The Limb Brook is a stream in Sheffield, South Yorkshire, England. It rises at the village of Ringinglow, flowing east through Whirlow and Ecclesall Woods into Abbeydale in the Beauchief area, where it merges with the River Sheaf. Near this point part of the stream has been diverted to provide the goit for the Abbeydale Industrial Hamlet millpond, and this channel flows through what is now Beauchief Gardens.

History 
On nearby Fulwood Lane a polished Neolithic stone axehead was found in 1952 indicating ancient human activity in the area.

An interim report by University of Sheffield staff on excavations of a linear feature at Sheephill Farm, close to the brook has suggested evidence of the route of the lost Roman Road linking Templeborough with the Roman Signal Station at Navio and Batham Gate. The feature, which extends through Barber Fields is 20m wide and filled to a depth of 5m with rubble and has a metalled surface. The route of the Roman Road would have passed close to the Roman Villa known to have existed at nearby Whirlow Hall Farm.

Limb Brook lies entirely within the City of Sheffield boundaries, but forms (with the connecting River Sheaf and Meers Brook) part of the historic border between Yorkshire and Derbyshire. This boundary dates back to the Anglo-Saxon kingdoms of Mercia and Northumbria. Sidney Oldall Addy, in his 1888 book on the Sheffield dialect mentions that this stream is called Fenny Brook on the Ordnance Survey map, where it flows past Ringinglow.

The brook has long been used as a source of power for local industry; remains of water-powered mills used variously for smelting lead and grinding corn can be seen at Whirlow Wheel and Ryecroft Mill in Ecclesall Woods.

Historical evidence of shallow coal drift-mining of the Ringinglow seam which lies on top of the Chatsworth Grit has been found in the Barber Fields area.
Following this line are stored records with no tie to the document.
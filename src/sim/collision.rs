//! Collision detection and scoring
//!
//! Runs once per tick after every entity has moved. Two passes, in order:
//! bullets against asteroids, then the ship against asteroids. Both use plain
//! circle-circle overlap; there is no swept test, so a very fast bullet can
//! skip over a thin gap between ticks.

use super::state::{Body, GamePhase, GameState, Tint};

/// What a collision pass changed
#[derive(Debug, Clone, Copy, Default, PartialEq, Eq)]
pub struct CollisionReport {
    /// Asteroids destroyed by bullets this tick
    pub asteroids_destroyed: u32,
    /// Points awarded this tick
    pub points: u64,
    /// Ship lost a life this tick
    pub ship_hit: bool,
    /// That was the last life
    pub game_over: bool,
}

/// Resolve all collisions for this tick
pub fn resolve_collisions(state: &mut GameState) -> CollisionReport {
    let mut report = CollisionReport::default();
    bullets_vs_asteroids(state, &mut report);
    ship_vs_asteroids(state, &mut report);
    report
}

/// Each bullet destroys at most one asteroid. Bullets and asteroids are both
/// scanned last-to-first and the first overlap wins (no closest-hit search).
/// Fragments are appended, so bullets scanned later this tick can hit them.
fn bullets_vs_asteroids(state: &mut GameState, report: &mut CollisionReport) {
    let mut b = state.bullets.len();
    while b > 0 {
        b -= 1;
        let bullet = &state.bullets[b];
        let Some(a) = state.asteroids.iter().rposition(|rock| bullet.overlaps(rock)) else {
            continue;
        };

        let rock = state.asteroids.remove(a);
        state.bullets.remove(b);

        let points = rock.points();
        state.score += points;
        report.points += points;
        report.asteroids_destroyed += 1;
        log::debug!("Bullet destroyed {:?} asteroid (+{})", rock.size, points);

        state.spawn_explosion(rock.pos, rock.radius, Tint::White);
        let fragments = rock.break_apart(state.rng());
        state.asteroids.extend(fragments);
    }
}

/// Only the first overlapping asteroid in list order counts; at most one life
/// is lost per tick.
fn ship_vs_asteroids(state: &mut GameState, report: &mut CollisionReport) {
    if state.ship.invulnerable {
        return;
    }
    let ship = &state.ship;
    let Some(hit) = state.asteroids.iter().position(|rock| ship.overlaps(rock)) else {
        return;
    };

    state.ship.explode();
    let (pos, size) = (state.ship.pos, state.ship.radius * 2.0);
    state.spawn_explosion(pos, size, Tint::Red);

    state.lives = state.lives.saturating_sub(1);
    report.ship_hit = true;
    log::info!("Ship hit asteroid #{} ({} lives left)", hit, state.lives);

    if state.lives == 0 {
        state.phase = GamePhase::Over;
        report.game_over = true;
    } else {
        let playfield = state.playfield;
        state.ship.reset(&playfield);
    }
}

#[cfg(test)]
mod tests {
    use super::*;
    use crate::sim::state::{Asteroid, AsteroidSize, Bullet, Playfield};
    use glam::Vec2;
    use proptest::prelude::*;

    fn playing_state() -> GameState {
        let mut state = GameState::new(42, Playfield::default());
        state.phase = GamePhase::Playing;
        state
    }

    fn rock(state: &mut GameState, x: f32, y: f32, size: AsteroidSize) -> Asteroid {
        Asteroid::at(state.rng(), Vec2::new(x, y), size, 1.0)
    }

    #[test]
    fn test_bullet_hit_scores_splits_and_explodes() {
        let mut state = playing_state();
        let a = rock(&mut state, 100.0, 100.0, AsteroidSize::Large);
        state.asteroids.push(a);
        state.bullets.push(Bullet::new(Vec2::new(150.0, 100.0), 0.0));

        let report = resolve_collisions(&mut state);
        assert_eq!(report.asteroids_destroyed, 1);
        assert_eq!(state.score, 20);
        assert!(state.bullets.is_empty());
        assert_eq!(state.asteroids.len(), 2);
        assert!(state.asteroids.iter().all(|a| a.size == AsteroidSize::Medium));
        assert_eq!(state.explosions.len(), 1);
        assert_eq!(state.explosions[0].origin, Vec2::new(100.0, 100.0));
    }

    #[test]
    fn test_points_by_size() {
        for (size, pts) in [
            (AsteroidSize::Small, 100),
            (AsteroidSize::Medium, 50),
            (AsteroidSize::Large, 20),
        ] {
            let mut state = playing_state();
            let a = rock(&mut state, 300.0, 300.0, size);
            state.asteroids.push(a);
            state.bullets.push(Bullet::new(Vec2::new(300.0, 300.0), 0.0));
            resolve_collisions(&mut state);
            assert_eq!(state.score, pts);
        }
    }

    #[test]
    fn test_small_asteroid_leaves_nothing() {
        let mut state = playing_state();
        let a = rock(&mut state, 300.0, 300.0, AsteroidSize::Small);
        state.asteroids.push(a);
        state.bullets.push(Bullet::new(Vec2::new(305.0, 300.0), 0.0));
        resolve_collisions(&mut state);
        assert!(state.asteroids.is_empty());
    }

    #[test]
    fn test_touching_is_not_a_hit() {
        let mut state = playing_state();
        let a = rock(&mut state, 100.0, 100.0, AsteroidSize::Small);
        state.asteroids.push(a);
        // Exactly radius sum apart
        state.bullets.push(Bullet::new(Vec2::new(122.0, 100.0), 0.0));
        let report = resolve_collisions(&mut state);
        assert_eq!(report.asteroids_destroyed, 0);
        assert_eq!(state.bullets.len(), 1);
    }

    #[test]
    fn test_bullet_destroys_only_one_asteroid() {
        let mut state = playing_state();
        // Two overlapping smalls under one bullet: the later one in the list goes
        let first = rock(&mut state, 200.0, 200.0, AsteroidSize::Small);
        let second = rock(&mut state, 205.0, 200.0, AsteroidSize::Small);
        state.asteroids.push(first);
        state.asteroids.push(second);
        state.bullets.push(Bullet::new(Vec2::new(202.0, 200.0), 0.0));

        let report = resolve_collisions(&mut state);
        assert_eq!(report.asteroids_destroyed, 1);
        assert_eq!(state.asteroids.len(), 1);
        assert_eq!(state.asteroids[0].pos, Vec2::new(200.0, 200.0));
    }

    #[test]
    fn test_invulnerable_ship_ignores_asteroids() {
        let mut state = playing_state();
        let center = state.ship.pos;
        let a = rock(&mut state, center.x, center.y, AsteroidSize::Large);
        state.asteroids.push(a);
        assert!(state.ship.invulnerable);

        let report = resolve_collisions(&mut state);
        assert!(!report.ship_hit);
        assert_eq!(state.lives, 3);
    }

    #[test]
    fn test_ship_hit_costs_one_life_and_resets() {
        let mut state = playing_state();
        state.ship.invulnerable = false;
        state.ship.pos = Vec2::new(100.0, 100.0);
        // Two rocks on top of the ship: still only one life lost
        let a = rock(&mut state, 100.0, 100.0, AsteroidSize::Large);
        let b = rock(&mut state, 110.0, 100.0, AsteroidSize::Large);
        state.asteroids.push(a);
        state.asteroids.push(b);

        let report = resolve_collisions(&mut state);
        assert!(report.ship_hit);
        assert!(!report.game_over);
        assert_eq!(state.lives, 2);
        assert_eq!(state.phase, GamePhase::Playing);
        assert!(state.ship.invulnerable);
        assert_eq!(state.ship.pos, state.playfield.center());
        assert_eq!(state.explosions.len(), 1);
        // Ship collisions never remove asteroids
        assert_eq!(state.asteroids.len(), 2);
    }

    #[test]
    fn test_last_life_ends_game() {
        let mut state = playing_state();
        state.lives = 1;
        state.ship.invulnerable = false;
        let center = state.ship.pos;
        let a = rock(&mut state, center.x, center.y, AsteroidSize::Medium);
        state.asteroids.push(a);

        let report = resolve_collisions(&mut state);
        assert!(report.game_over);
        assert_eq!(state.lives, 0);
        assert_eq!(state.phase, GamePhase::Over);
        assert!(state.ship.exploding);
    }

    #[test]
    fn test_particles_disabled_still_queues_explosion() {
        let mut state = playing_state();
        state.particles_enabled = false;
        let a = rock(&mut state, 300.0, 300.0, AsteroidSize::Large);
        state.asteroids.push(a);
        state.bullets.push(Bullet::new(Vec2::new(300.0, 300.0), 0.0));
        resolve_collisions(&mut state);
        assert_eq!(state.explosions.len(), 1);
        assert!(state.explosions[0].particles.is_empty());
    }

    proptest! {
        #[test]
        fn score_never_decreases(seed in any::<u64>(), shots in prop::collection::vec((0.0f32..800.0, 0.0f32..600.0), 1..10)) {
            let mut state = GameState::new(seed, Playfield::default());
            state.phase = GamePhase::Playing;
            state.spawn_asteroid_field(6);
            let mut last = state.score;
            for (x, y) in shots {
                state.bullets.push(Bullet::new(Vec2::new(x, y), 0.0));
                let report = resolve_collisions(&mut state);
                prop_assert_eq!(state.score, last + report.points);
                prop_assert!(state.score >= last);
                last = state.score;
            }
        }
    }
}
The workings extended beneath the watercourse. Stratigraphically this was the lowest coal seam ever worked in the Sheffield area. The mine was served by a short railway which, along with the mine is no more. All that remains is a spoil-heap on the North bank of the brook. The mine is one of the few known examples of a shallow drift to have been worked by a small number of men in the Sheffield area.

Close to the drift-mine was a copperas works. This was disused by 1877.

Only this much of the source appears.